PROMPT: Without changing anything, copy out each entry.

THE INPUT:
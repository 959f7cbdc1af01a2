use std::io::Write;
use std::path::PathBuf;
use std::process::{Command, Stdio};
use std::time::{SystemTime, UNIX_EPOCH};

fn temp_path(file_name: &str) -> PathBuf {
    let nanos = SystemTime::now()
        .duration_since(UNIX_EPOCH)
        .unwrap()
        .as_nanos();
    std::env::temp_dir().join(format!("spellbook-{nanos}-{file_name}"))
}

fn run_interactive(file_name: &str, input: &str) -> std::process::Output {
    let exe = env!("CARGO_BIN_EXE_spellbook_cli");
    let store_path = temp_path(file_name);
    let config_path = temp_path("interactive-no-config.json");

    let mut child = Command::new(exe)
        .env("SPELLBOOK_STORE_PATH", &store_path)
        .env("SPELLBOOK_CONFIG_PATH", &config_path)
        .stdin(Stdio::piped())
        .stdout(Stdio::piped())
        .stderr(Stdio::piped())
        .spawn()
        .expect("failed to spawn interactive session");

    {
        let stdin = child.stdin.as_mut().expect("stdin");
        stdin
            .write_all(input.as_bytes())
            .expect("failed to write to stdin");
    }

    let output = child
        .wait_with_output()
        .expect("failed to read interactive output");

    std::fs::remove_file(&store_path).ok();
    output
}

#[test]
fn interactive_help_shows_usage() {
    let output = run_interactive("interactive-help.json", "help\nexit\n");
    assert!(output.status.success());
    let stdout = String::from_utf8_lossy(&output.stdout);
    assert!(stdout.contains("Usage") || stdout.contains("USAGE"));
}

#[test]
fn interactive_add_then_list_round_trip() {
    let output = run_interactive(
        "interactive-add-list.json",
        "add \"Wingardium Leviosa\"\nlist\nexit\n",
    );
    assert!(output.status.success());
    let stdout = String::from_utf8_lossy(&output.stdout);
    assert!(stdout.contains("Added task: Wingardium Leviosa"));
    assert!(stdout.contains("Total tasks: 1"));
}

#[test]
fn interactive_invalid_command_prints_error_and_continues() {
    let output = run_interactive("interactive-invalid.json", "abracadabra\nstats\nexit\n");
    assert!(output.status.success());
    let stderr = String::from_utf8_lossy(&output.stderr);
    assert!(stderr.contains("ERROR:"));
    let stdout = String::from_utf8_lossy(&output.stdout);
    assert!(stdout.contains("Total tasks: 0"));
}

#[test]
fn interactive_unterminated_quote_is_reported() {
    let output = run_interactive("interactive-quote.json", "add \"Lumos\nexit\n");
    assert!(output.status.success());
    let stderr = String::from_utf8_lossy(&output.stderr);
    assert!(stderr.contains("unterminated quote"));
}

RESPONSE BOX:
repository 959f7cbdc1af01a2
use std::io::Write;
use std::path::PathBuf;
use std::process::{Command, Stdio};
use std::time::{SystemTime, UNIX_EPOCH};

fn temp_path(file_name: &str) -> PathBuf {
    let nanos = SystemTime::now()
        .duration_since(UNIX_EPOCH)
        .unwrap()
        .as_nanos();
    std::env::temp_dir().join(format!("spellbook-{nanos}-{file_name}"))
}

fn run_interactive(file_name: &str, input: &str) -> std::process::Output {
    let exe = env!("CARGO_BIN_EXE_spellbook_cli");
    let store_path = temp_path(file_name);
    let config_path = temp_path("interactive-no-config.json");

    let mut child = Command::new(exe)
        .env("SPELLBOOK_STORE_PATH", &store_path)
        .env("SPELLBOOK_CONFIG_PATH", &config_path)
        .stdin(Stdio::piped())
        .stdout(Stdio::piped())
        .stderr(Stdio::piped())
        .spawn()
        .expect("failed to spawn interactive session");

    {
        let stdin = child.stdin.as_mut().expect("stdin");
        stdin
            .write_all(input.as_bytes())
            .expect("failed to write to stdin");
    }

    let output = child
        .wait_with_output()
        .expect("failed to read interactive output");

    std::fs::remove_file(&store_path).ok();
    output
}

#[test]
fn interactive_help_shows_usage() {
    let output = run_interactive("interactive-help.json", "help\nexit\n");
    assert!(output.status.success());
    let stdout = String::from_utf8_lossy(&output.stdout);
    assert!(stdout.contains("Usage") || stdout.contains("USAGE"));
}

#[test]
fn interactive_add_then_list_round_trip() {
    let output = run_interactive(
        "interactive-add-list.json",
        "add \"Wingardium Leviosa\"\nlist\nexit\n",
    );
    assert!(output.status.success());
    let stdout = String::from_utf8_lossy(&output.stdout);
    assert!(stdout.contains("Added task: Wingardium Leviosa"));
    assert!(stdout.contains("Total tasks: 1"));
}

#[test]
fn interactive_invalid_command_prints_error_and_continues() {
    let output = run_interactive("interactive-invalid.json", "abracadabra\nstats\nexit\n");
    assert!(output.status.success());
    let stderr = String::from_utf8_lossy(&output.stderr);
    assert!(stderr.contains("ERROR:"));
    let stdout = String::from_utf8_lossy(&output.stdout);
    assert!(stdout.contains("Total tasks: 0"));
}

#[test]
fn interactive_unterminated_quote_is_reported() {
    let output = run_interactive("interactive-quote.json", "add \"Lumos\nexit\n");
    assert!(output.status.success());
    let stderr = String::from_utf8_lossy(&output.stderr);
    assert!(stderr.contains("unterminated quote"));
}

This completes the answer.